Located on a beautiful hill, about 17 kilometers southeast of Yogyakarta, it is easily accessible by car and bus. The name “Imogiri” or often written “Imagiri” is derived from the Sanskrit word “Himagiri” which means “mountain of snow”. Although there is no snow here, yet the royal graveyard is reachable only by steep stone sets leading to its summit, so it will feel quite like climbing asnowy mountain to reach the peak. The set of stairs are symbols forimportant milestones. The set of 45 stairs mark the year when Sultan Agung passed away in 1645,the set of 9 symbolize the Walisongo, the nine religious leaders who spread Islam on Java, while the longest sets of 346 symbolize the 346 years of construction of the complex.
There are three main gates that you will pass before entering the complex. They are also symbols of birth, the world of life and of death. The four large containers that hold sacred water, used for cleansing oneself before prayers but here believed to have healing powers, are a rare sight. These receptacles were given by other kingdoms to Sultan Agung. Each are named individually, they were presented by: Nyai Danumurti from the Sriwijaya kingdom in Palembang, Kyai Danumaya from the Samudera Pasai sultanate in Aceh, Kyai Mendhung from Ngerum in Turkey and Nyai Siyem from the kingdom of Siam in Thailand. Everymonth of Sura or Muharram in the Islamic calendar, the receptacles are cleansed in a ceremony called Nguras Enceh.
Imogiri was built in 1632 by Sultan Agung Hanyokrokusumo, the third king of the Islamic Mataram Kingdom, who wanted a separate graveyard for himself and his family. There are three main sections in this complex. The middle part called the Kasultanagungan, is the oldest section of the complex, built by Sultan Agung Hanyokrokusumo, where is his burial site.
Visitors can only enter the tombs of the princes in the smaller courtyards, wearing special Javanese formal court dress that can be rented with a modest fee at the abdi dalem. They are loyal subjects who dedicate their whole life to the Sultanate and act as caretakers of this site.
Gentlemen usually wear bebed or nyamping leaving a bare upper body, or Pranaan Yogya – the costume dress used by officials. While women will need to wear nyamping and kemben, a batik cloth wrapped in such way and that leave your shoulders bare. You also have to walk barefeet to respect the local rules and tradition. There are special schedules to visit here so that you better check before your arrival, so that everything fits well with your itinerary.
There are two other areas in the complex that are used for the royal cemetery of the Sultanate of Surakarta and Yogyakarta.
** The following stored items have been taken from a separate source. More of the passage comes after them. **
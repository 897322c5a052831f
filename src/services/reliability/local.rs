//! Device-local reliability scope.

use super::ReliabilityTable;
use crate::types::{ReliabilityRecord, SignalKind};
use std::fs;
use std::path::{Path, PathBuf};
use std::sync::Arc;
use tracing::{debug, info, warn};

/// Reliability counters for this installation.
///
/// Optionally mirrored to a JSON file holding the record list. A missing or
/// unreadable file starts the scope empty; failed writes are logged and the
/// in-memory counters stay authoritative.
pub struct LocalReliability {
    table: ReliabilityTable,
    path: Option<PathBuf>,
}

impl LocalReliability {
    /// Create a scope that lives only in memory.
    pub fn in_memory() -> Arc<Self> {
        Arc::new(Self {
            table: ReliabilityTable::new(),
            path: None,
        })
    }

    /// Create a scope backed by a JSON file, loading any records it holds.
    pub fn with_file(path: impl Into<PathBuf>) -> Arc<Self> {
        let store = Self {
            table: ReliabilityTable::new(),
            path: Some(path.into()),
        };
        store.load();
        Arc::new(store)
    }

    /// Count one observation and persist.
    pub fn record_observation(
        &self,
        symbol: &str,
        signal_type: SignalKind,
        preceded_significant_move: bool,
    ) -> ReliabilityRecord {
        let record = self
            .table
            .record_observation(symbol, signal_type, preceded_significant_move);
        debug!(
            "Local observation {} {}: {}/{}",
            record.symbol, record.signal_type, record.preceding_move_count, record.occurrence_count
        );
        self.save();
        record
    }

    pub fn score_for_symbol(&self, symbol: &str) -> u8 {
        self.table.score_for_symbol(symbol)
    }

    pub fn score_for_signal(&self, symbol: &str, signal_type: SignalKind) -> u8 {
        self.table.score_for_signal(symbol, signal_type)
    }

    pub fn records(&self) -> Vec<ReliabilityRecord> {
        self.table.records()
    }

    pub fn records_for_symbol(&self, symbol: &str) -> Vec<ReliabilityRecord> {
        self.table.records_for_symbol(symbol)
    }

    /// Clear every local record and delete the backing file.
    pub fn reset(&self) {
        self.table.clear();
        if let Some(path) = &self.path {
            match fs::remove_file(path) {
                Ok(()) => info!("Cleared local reliability data at {}", path.display()),
                Err(e) if e.kind() == std::io::ErrorKind::NotFound => {}
                Err(e) => warn!("Failed to remove {}: {}", path.display(), e),
            }
        }
    }

    /// Backing file, if any.
    pub fn path(&self) -> Option<&Path> {
        self.path.as_deref()
    }

    fn load(&self) {
        let Some(path) = &self.path else {
            return;
        };

        let content = match fs::read_to_string(path) {
            Ok(c) => c,
            Err(_) => return,
        };

        match serde_json::from_str::<Vec<ReliabilityRecord>>(&content) {
            Ok(records) => {
                let count = records.len();
                for record in records {
                    self.table.upsert(record);
                }
                info!("Loaded {} local reliability records from {}", count, path.display());
            }
            Err(e) => {
                warn!("Failed to parse {}: {}", path.display(), e);
            }
        }
    }

    fn save(&self) {
        let Some(path) = &self.path else {
            return;
        };

        if let Some(dir) = path.parent().filter(|d| !d.as_os_str().is_empty()) {
            if let Err(e) = fs::create_dir_all(dir) {
                warn!("Failed to create {}: {}", dir.display(), e);
                return;
            }
        }

        match serde_json::to_string_pretty(&self.table.records()) {
            Ok(content) => {
                if let Err(e) = fs::write(path, content) {
                    warn!("Failed to write {}: {}", path.display(), e);
                }
            }
            Err(e) => {
                warn!("Failed to serialize local reliability records: {}", e);
            }
        }
    }
}
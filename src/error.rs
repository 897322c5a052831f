use axum::{
    http::StatusCode,
    response::{IntoResponse, Response},
    Json,
};
use serde_json::json;
use thiserror::Error;

/// Application error types.
#[derive(Error, Debug)]
pub enum AppError {
    #[error("Not found: {0}")]
    NotFound(String),

    #[error("Bad request: {0}")]
    BadRequest(String),

    #[error("Internal error: {0}")]
    Internal(String),

    #[error("External API error: {0}")]
    ExternalApi(String),

    #[error(transparent)]
    Reqwest(#[from] reqwest::Error),

    #[error(transparent)]
    SerdeJson(#[from] serde_json::Error),

    #[error(transparent)]
    Io(#[from] std::io::Error),

    #[error(transparent)]
    Redis(#[from] redis::RedisError),

    #[error(transparent)]
    Anyhow(#[from] anyhow::Error),
}

impl AppError {
    /// HTTP status for this error.
    pub fn status(&self) -> StatusCode {
        match self {
            AppError::NotFound(_) => StatusCode::NOT_FOUND,
            AppError::BadRequest(_) | AppError::SerdeJson(_) => StatusCode::BAD_REQUEST,
            AppError::ExternalApi(_) | AppError::Reqwest(_) => StatusCode::BAD_GATEWAY,
            AppError::Redis(_) => StatusCode::SERVICE_UNAVAILABLE,
            AppError::Internal(_) | AppError::Io(_) | AppError::Anyhow(_) => {
                StatusCode::INTERNAL_SERVER_ERROR
            }
        }
    }
}

impl IntoResponse for AppError {
    fn into_response(self) -> Response {
        let status = self.status();
        let message = match &self {
            AppError::NotFound(msg)
            | AppError::BadRequest(msg)
            | AppError::Internal(msg)
            | AppError::ExternalApi(msg) => msg.clone(),
            other => other.to_string(),
        };

        let body = Json(json!({
            "error": message,
            "status": status.as_u16(),
        }));

        (status, body).into_response()
    }
}

pub type Result<T> = std::result::Result<T, AppError>;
After the Giyanti treaty in 1755, the western wing was designated for the Kings of the Kasunanan Surakarta Hadiningrat of Solo, while the east wing is the resting place of the Kings of Kasultanan Ngayogyakarta Hadiningrat of Yogyakarta.
To get to Imogiri, you can take public transport from Terminal Giwangan and ask the conductor to let you off at the cemetery complex. But for ease and comfort, it’s best to hire a taxi or rent a car with a skilled guide, who can tell you about the history of the Mataram kingdom and find more attractions around the Imogiri complex afterwards.